§ YOUR GOAL:
Set the listing down again, exactly as it stands below.
**** DATA EXTRACTS ****
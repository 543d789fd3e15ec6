//! FFmpeg `-progress` output parsing.

/// Snapshot of ffmpeg encoding progress.
#[derive(Debug, Clone, Default)]
pub struct FfmpegProgress {
    /// Output timestamp in milliseconds
    pub out_time_ms: i64,
    /// Frames encoded
    pub frame: u64,
    /// Encoding fps
    pub fps: f64,
    /// Encoding speed relative to real time
    pub speed: f64,
    /// Whether the run has finished
    pub is_complete: bool,
}

/// Parse one `key=value` line of `-progress` output into `current`.
/// Returns a snapshot when a `progress=` marker closes an update block.
pub fn parse_progress_line(line: &str, current: &mut FfmpegProgress) -> Option<FfmpegProgress> {
    let line = line.trim();

    let (key, value) = line.split_once('=')?;
    match key {
        "out_time_ms" | "out_time_us" => {
            // Despite the name, recent ffmpeg emits microseconds for both.
            if let Ok(us) = value.parse::<i64>() {
                current.out_time_ms = us / 1000;
            }
        }
        "frame" => {
            if let Ok(frame) = value.parse() {
                current.frame = frame;
            }
        }
        "fps" => {
            if let Ok(fps) = value.parse() {
                current.fps = fps;
            }
        }
        "speed" => {
            if value != "N/A" {
                if let Some(speed_str) = value.strip_suffix('x') {
                    if let Ok(speed) = speed_str.trim().parse() {
                        current.speed = speed;
                    }
                }
            }
        }
        "progress" => {
            if value == "end" {
                current.is_complete = true;
            }
            return Some(current.clone());
        }
        _ => {}
    }

    None
}

#[cfg(test)]
mod tests {
    use super::*;

    #[test]
    fn test_progress_parsing() {
        let mut progress = FfmpegProgress::default();

        assert!(parse_progress_line("out_time_ms=5000000", &mut progress).is_none());
        assert_eq!(progress.out_time_ms, 5000);

        parse_progress_line("frame=120", &mut progress);
        assert_eq!(progress.frame, 120);

        parse_progress_line("speed=1.5x", &mut progress);
        assert!((progress.speed - 1.5).abs() < 0.01);

        let snapshot = parse_progress_line("progress=continue", &mut progress);
        assert!(snapshot.is_some());
        assert!(!progress.is_complete);

        let snapshot = parse_progress_line("progress=end", &mut progress);
        assert!(snapshot.is_some());
        assert!(progress.is_complete);
    }

    #[test]
    fn test_garbage_lines_ignored() {
        let mut progress = FfmpegProgress::default();
        assert!(parse_progress_line("no equals sign", &mut progress).is_none());
        assert!(parse_progress_line("speed=N/A", &mut progress).is_none());
        assert_eq!(progress.speed, 0.0);
    }
}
****
§ ANSWER SECTION:
repository 543d789fd3e15ec6
//! FFmpeg `-progress` output parsing.

/// Snapshot of ffmpeg encoding progress.
#[derive(Debug, Clone, Default)]
pub struct FfmpegProgress {
    /// Output timestamp in milliseconds
    pub out_time_ms: i64,
    /// Frames encoded
    pub frame: u64,
    /// Encoding fps
    pub fps: f64,
    /// Encoding speed relative to real time
    pub speed: f64,
    /// Whether the run has finished
    pub is_complete: bool,
}

/// Parse one `key=value` line of `-progress` output into `current`.
/// Returns a snapshot when a `progress=` marker closes an update block.
pub fn parse_progress_line(line: &str, current: &mut FfmpegProgress) -> Option<FfmpegProgress> {
    let line = line.trim();

    let (key, value) = line.split_once('=')?;
    match key {
        "out_time_ms" | "out_time_us" => {
            // Despite the name, recent ffmpeg emits microseconds for both.
            if let Ok(us) = value.parse::<i64>() {
                current.out_time_ms = us / 1000;
            }
        }
        "frame" => {
            if let Ok(frame) = value.parse() {
                current.frame = frame;
            }
        }
        "fps" => {
            if let Ok(fps) = value.parse() {
                current.fps = fps;
            }
        }
        "speed" => {
            if value != "N/A" {
                if let Some(speed_str) = value.strip_suffix('x') {
                    if let Ok(speed) = speed_str.trim().parse() {
                        current.speed = speed;
                    }
                }
            }
        }
        "progress" => {
            if value == "end" {
                current.is_complete = true;
            }
            return Some(current.clone());
        }
        _ => {}
    }

    None
}

#[cfg(test)]
mod tests {
    use super::*;

    #[test]
    fn test_progress_parsing() {
        let mut progress = FfmpegProgress::default();

        assert!(parse_progress_line("out_time_ms=5000000", &mut progress).is_none());
        assert_eq!(progress.out_time_ms, 5000);

        parse_progress_line("frame=120", &mut progress);
        assert_eq!(progress.frame, 120);

        parse_progress_line("speed=1.5x", &mut progress);
        assert!((progress.speed - 1.5).abs() < 0.01);

        let snapshot = parse_progress_line("progress=continue", &mut progress);
        assert!(snapshot.is_some());
        assert!(!progress.is_complete);

        let snapshot = parse_progress_line("progress=end", &mut progress);
        assert!(snapshot.is_some());
        assert!(progress.is_complete);
    }

    #[test]
    fn test_garbage_lines_ignored() {
        let mut progress = FfmpegProgress::default();
        assert!(parse_progress_line("no equals sign", &mut progress).is_none());
        assert!(parse_progress_line("speed=N/A", &mut progress).is_none());
        assert_eq!(progress.speed, 0.0);
    }
}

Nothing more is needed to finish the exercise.